I was immature at that time and was just starting to experience the freedom of having a stable and adequate financial condition. I traded learning for non-valuable activities. I also became arrogant as time goes by. I rubbed people the wrong way. I was too excited for advancement but wasn’t ready to lay down hard work and dedication. For me, career advancement means money, and for someone who grew up poor, that meant the whole world. That time, I became selfish and greedy. I changed as a person, and my moral compass became lax as days went by. I came to the point that I just wanted to receive without giving back. I loathed doing the simple tasks because I think I deserve better. As I write this, I feel embarrassed and repentant of my immaturity and self-entitlement.  
The community gave me a lot of different opportunities to better myself. It understood my hunger for growth. The best came when I was selected to be part of DISTINCT. (Directorate for Strategic Innovation and Continuous Improvement) It was a select group of individuals that Sir Sonnie chose to perform strategic functions for the organization. It offered different platforms for growth, but because of some sort of problems, I let it go again.
As time passed by, I pursued a different direction that led me to disappear almost completely. My connections in the community gradually weakened. My community brothers and sisters slowly became acquaintances. I fell out of the inner circle. I thought it was okay. I believed that it was just an episode of my life that I must move forward. 
The ECQ transformed me in a way I never expected. I think that solitude can really help us know ourselves better. It helped me gain new perspectives. It helped me look back at my life objectively and with a much clearer lens. It helped me to become a bit more mature. It also helped me to accept who I am, along with my past foolishness and immaturity. It is the inertia that I needed to try and turn my life around. 
Now, I can easily say that leaving Paramount was the first foolish decision I ever made. And taking LODI (HR Mentoring Community) for granted is the worst thing I had done. These are my biggest regrets in my career and are some of the most remorseful mistakes I committed in my personal life. I also come to terms to admit that these decisions sent me down spiral. And these events are the price that I need to pay for the choices I made and the lessons I learned after. 
I might have the compensation that I desired and have helped my family. I had solved my short-term goals, and I am thankful for that. But if I will be given a chance to redo it all over again, I will choose a different path. Indeed, regret is always in the end, and opportunities do come and go.
Living a life having No Regrets must not be taken literally. Everyone must have regrets in a way or another because all of us made bad decisions. It is the sign that we grew from our past and learned from our mistakes. It must be acknowledged if we want to grow and move forward. It might be remorseful and embarrassing to remember. But it's a definite and powerful reminder of what to improve and what to avoid. 

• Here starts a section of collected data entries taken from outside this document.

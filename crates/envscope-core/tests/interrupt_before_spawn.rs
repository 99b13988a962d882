//! A signal caught by the forwarding handlers before a child exists. Own test
//! binary: the interrupt flag is process-global.
#![cfg(unix)]

use envscope_core::launch::{LaunchSpec, PropagationMode, WaitMode};
use envscope_core::process::{self, ForwardGuard, SpawnError, signals};
use envscope_core::Environment;
use nix::sys::signal::{Signal, raise};

#[test]
fn signal_with_no_child_registered_prevents_the_spawn() {
    let dir = tempfile::tempdir().unwrap();
    let marker = dir.path().join("started");
    let spec = LaunchSpec::new(
        "/bin/sh",
        vec![
            "-c".to_string(),
            format!("touch '{}'", marker.display()),
        ],
        Environment::default(),
        PropagationMode::Scoped,
        WaitMode::Wait,
    );

    let guard = ForwardGuard::install().unwrap();
    raise(Signal::SIGINT).unwrap();
    assert!(signals::interrupted());
    assert_eq!(signals::current_child(), None);

    let err = process::start(&spec).err().unwrap();
    assert!(matches!(err, SpawnError::Interrupted { signal } if signal == Signal::SIGINT as i32));
    drop(guard);

    assert!(!marker.exists());
}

However, do not dwell on regrets too much. We cannot turn back the clock and undo things, just like the movies. In this period in our history, our mental health is of utmost importance. Focusing on our regrets and never moving forward will stop us from progressing in our lives. It is good to take a break and think through, but it's never okay to remain in that episode of our life. Our past will never define our limitations, and our mistakes don't tell the totality of who we are. 
In the end, we are in charge of our life, and we are the ones who create opportunities. And if we blew it up, we must acknowledge it and learn from it. Only then that we can say that we lived a life of no regrets.